My goal is not to lower or upper the case, but to know if it's possible.
For example this function would return true for : 'e' 'é' 'i' 'l' 'L' 'O' 'P'
and false for emojis or chinese characters.
Is there any function that can do this?
EDIT : To be more clear, the function was supposed to take a character for argument, not a String and return false if the character had no uppercase or lowercase version.
You can try this:
boolean validate(char c){
return Character.isUpperCase(c) || Character.isLowerCase(c);
}
This will return true iff it is a Letter in uppercase or lower case only. Otherwise it'll return false.
The requirements are still not entirely specified (do you care whether the upper/lowercase equivalent is a different character from the original?), but my most straightforward interpretation of the question is:
For each character ch in a given string, is it true that either toUpperCase(ch) yields an uppercase character, or that toLowerCase(ch) yields a lowercase character?

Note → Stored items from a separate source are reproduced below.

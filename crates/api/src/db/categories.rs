//! Catalog categories.

use std::collections::HashMap;

use emporium_core::CategoryId;

use super::{PgExecutor, RepositoryError, conflict_on_unique};
use crate::models::Category;

const CATEGORY_COLUMNS: &str =
    "id, name, slug, description, parent_id, sort_order, created_at, updated_at";

/// Writable category fields.
#[derive(Debug, Clone)]
pub struct CategoryFields {
    pub name: String,
    pub slug: String,
    pub description: Option<String>,
    pub parent_id: Option<CategoryId>,
    pub sort_order: i32,
}

/// All live categories ordered by `sort_order`, then name.
///
/// # Errors
///
/// Returns `RepositoryError::Database` if the query fails.
pub async fn list(db: impl PgExecutor<'_>) -> Result<Vec<Category>, RepositoryError> {
    let rows = sqlx::query_as::<_, Category>(&format!(
        "SELECT {CATEGORY_COLUMNS} FROM categories WHERE NOT is_deleted ORDER BY sort_order, name"
    ))
    .fetch_all(db)
    .await?;
    Ok(rows)
}

/// # Errors
///
/// Returns `RepositoryError::Database` if the query fails.
pub async fn get(db: impl PgExecutor<'_>, id: CategoryId) -> Result<Option<Category>, RepositoryError> {
    let row = sqlx::query_as::<_, Category>(&format!(
        "SELECT {CATEGORY_COLUMNS} FROM categories WHERE id = $1 AND NOT is_deleted"
    ))
    .bind(id)
    .fetch_optional(db)
    .await?;
    Ok(row)
}

/// Child -> parent map over live categories.
///
/// # Errors
///
/// Returns `RepositoryError::Database` if the query fails.
pub async fn parent_map(
    db: impl PgExecutor<'_>,
) -> Result<HashMap<CategoryId, Option<CategoryId>>, RepositoryError> {
    let rows = sqlx::query_as::<_, (CategoryId, Option<CategoryId>)>(
        "SELECT id, parent_id FROM categories WHERE NOT is_deleted",
    )
    .fetch_all(db)
    .await?;
    Ok(rows.into_iter().collect())
}

/// # Errors
///
/// Returns `RepositoryError::Conflict` if the slug is taken.
pub async fn create(db: impl PgExecutor<'_>, fields: &CategoryFields) -> Result<Category, RepositoryError> {
    sqlx::query_as::<_, Category>(&format!(
        "INSERT INTO categories (id, name, slug, description, parent_id, sort_order) \
         VALUES ($1, $2, $3, $4, $5, $6) \
         RETURNING {CATEGORY_COLUMNS}"
    ))
    .bind(CategoryId::generate())
    .bind(&fields.name)
    .bind(&fields.slug)
    .bind(&fields.description)
    .bind(fields.parent_id)
    .bind(fields.sort_order)
    .fetch_one(db)
    .await
    .map_err(conflict_on_unique("category slug already exists"))
}

/// # Errors
///
/// Returns `RepositoryError::NotFound` if the category does not exist, or
/// `RepositoryError::Conflict` if the slug is taken.
pub async fn update(
    db: impl PgExecutor<'_>,
    id: CategoryId,
    fields: &CategoryFields,
) -> Result<Category, RepositoryError> {
    sqlx::query_as::<_, Category>(&format!(
        "UPDATE categories \
         SET name = $2, slug = $3, description = $4, parent_id = $5, sort_order = $6, updated_at = NOW() \
         WHERE id = $1 AND NOT is_deleted \
         RETURNING {CATEGORY_COLUMNS}"
    ))
    .bind(id)
    .bind(&fields.name)
    .bind(&fields.slug)
    .bind(&fields.description)
    .bind(fields.parent_id)
    .bind(fields.sort_order)
    .fetch_optional(db)
    .await
    .map_err(conflict_on_unique("category slug already exists"))?
    .ok_or(RepositoryError::NotFound)
}

/// Counts of live child categories and live products referencing `id`.
///
/// # Errors
///
/// Returns `RepositoryError::Database` if the query fails.
pub async fn dependents(db: impl PgExecutor<'_>, id: CategoryId) -> Result<(i64, i64), RepositoryError> {
    let counts = sqlx::query_as::<_, (i64, i64)>(
        "SELECT \
            (SELECT COUNT(*) FROM categories WHERE parent_id = $1 AND NOT is_deleted), \
            (SELECT COUNT(*) FROM products WHERE category_id = $1 AND NOT is_deleted)",
    )
    .bind(id)
    .fetch_one(db)
    .await?;
    Ok(counts)
}

/// Soft delete.
///
/// # Errors
///
/// Returns `RepositoryError::NotFound` if the category does not exist.
pub async fn soft_delete(db: impl PgExecutor<'_>, id: CategoryId) -> Result<(), RepositoryError> {
    let result = sqlx::query(
        "UPDATE categories SET is_deleted = TRUE, updated_at = NOW() WHERE id = $1 AND NOT is_deleted",
    )
    .bind(id)
    .execute(db)
    .await?;
    if result.rows_affected() == 0 {
        return Err(RepositoryError::NotFound);
    }
    Ok(())
}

I phrase it that way because Character.toUpperCase() returns "the uppercase equivalent of the character, if any; otherwise, the character itself".
The doc for String.toUppercase() doesn't mention what happens if there is no uppercase equivalent for some characters, but I think we can assume it returns those characters unchanged, as does Character.toUpperCase().

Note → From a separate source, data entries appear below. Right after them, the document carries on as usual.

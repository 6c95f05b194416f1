//! Order placement, history, and admin status changes.

use axum::{
    Json, Router,
    extract::{Path, Query, State},
    http::StatusCode,
    routing::{get, post, put},
};
use serde::Deserialize;

use emporium_core::{OrderId, OrderStatus, Page, PageRequest};

use crate::error::Result;
use crate::middleware::{RequireAdmin, RequireUser};
use crate::models::cargo::CargoTracking;
use crate::models::order::OrderDetail;
use crate::models::{Order, Payment};
use crate::services::cargo::CargoService;
use crate::services::order::{OrderService, PlaceOrder, StatusUpdate};
use crate::services::payment::PaymentService;
use crate::state::AppState;

/// Mounted under `/api/orders`.
pub fn router() -> Router<AppState> {
    Router::new()
        .route("/", get(list_mine).post(place))
        .route("/{id}", get(show_mine))
        .route("/{id}/cancel", post(cancel))
        .route("/{id}/payments", get(payments))
        .route("/{id}/cargo", get(cargo))
}

/// Mounted under `/api/admin/orders`.
pub fn admin_router() -> Router<AppState> {
    Router::new()
        .route("/", get(list_all))
        .route("/{id}", get(show_any))
        .route("/{id}/status", put(update_status))
}

#[derive(Debug, Default, Deserialize)]
pub struct OrderFilter {
    pub status: Option<OrderStatus>,
}

async fn place(
    RequireUser(user): RequireUser,
    State(state): State<AppState>,
    Json(body): Json<PlaceOrder>,
) -> Result<(StatusCode, Json<OrderDetail>)> {
    let order = OrderService::new(&state).place_order(user.id, body).await?;
    Ok((StatusCode::CREATED, Json(order)))
}

async fn list_mine(
    RequireUser(user): RequireUser,
    State(state): State<AppState>,
    Query(page): Query<PageRequest>,
) -> Result<Json<Page<Order>>> {
    Ok(Json(OrderService::new(&state).list_mine(user.id, page).await?))
}

async fn show_mine(
    RequireUser(user): RequireUser,
    State(state): State<AppState>,
    Path(id): Path<OrderId>,
) -> Result<Json<OrderDetail>> {
    let service = OrderService::new(&state);
    let order = if user.is_admin() {
        service.get(id).await?
    } else {
        service.get_mine(user.id, id).await?
    };
    Ok(Json(order))
}

async fn cancel(
    RequireUser(user): RequireUser,
    State(state): State<AppState>,
    Path(id): Path<OrderId>,
) -> Result<Json<Order>> {
    Ok(Json(OrderService::new(&state).cancel_mine(user.id, id).await?))
}

async fn payments(
    RequireUser(user): RequireUser,
    State(state): State<AppState>,
    Path(id): Path<OrderId>,
) -> Result<Json<Vec<Payment>>> {
    let payments = PaymentService::new(&state)
        .list_for_order(id, user.owner_scope())
        .await?;
    Ok(Json(payments))
}

async fn cargo(
    RequireUser(user): RequireUser,
    State(state): State<AppState>,
    Path(id): Path<OrderId>,
) -> Result<Json<CargoTracking>> {
    let tracking = CargoService::new(&state)
        .get_for_order(id, user.owner_scope())
        .await?;
    Ok(Json(tracking))
}

async fn list_all(
    _admin: RequireAdmin,
    State(state): State<AppState>,
    Query(filter): Query<OrderFilter>,
    Query(page): Query<PageRequest>,
) -> Result<Json<Page<Order>>> {
    Ok(Json(OrderService::new(&state).list_all(filter.status, page).await?))
}

async fn show_any(
    _admin: RequireAdmin,
    State(state): State<AppState>,
    Path(id): Path<OrderId>,
) -> Result<Json<OrderDetail>> {
    Ok(Json(OrderService::new(&state).get(id).await?))
}

async fn update_status(
    RequireAdmin(admin): RequireAdmin,
    State(state): State<AppState>,
    Path(id): Path<OrderId>,
    Json(body): Json<StatusUpdate>,
) -> Result<Json<Order>> {
    tracing::info!(admin_id = %admin.id, %id, status = %body.status, "Admin order status change");
    Ok(Json(OrderService::new(&state).update_status(id, body.status).await?))
}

So a straightforward implementation of that condition would be to test
Character.isUpperCase(s.toUpperCase().charAt(0)) ||
Character.isLowerCase(s.toLowerCase().charAt(0));
for each character as a String.
I'm using the String rather than Character case conversion functions here, in order to take advantage of locale-sensitive mapping. Not only that, but regardless of locale, there are characters that cannot be converted to uppercase by Character.toUpperCase() because their uppercase equivalent is more than one character! For example, we would get incorrect results for \u00df 'ß' (see docs for details).
public class TestUpper {
public static void main(String[] args) {
final String test = "\u0633\u0644\u0627\u0645 World \u00df\u01c8eéilLOP\u76f4!";
for (Character ch : test.toCharArray()) {
System.out.format("'%c' (U+%04x): hasCase()=%b%n", ch, (int)ch, hasCase(ch));
}
}
static boolean hasCase(Character ch) {
String s = ch.toString();
// Does the character s have an uppercase or a lowercase equivalent?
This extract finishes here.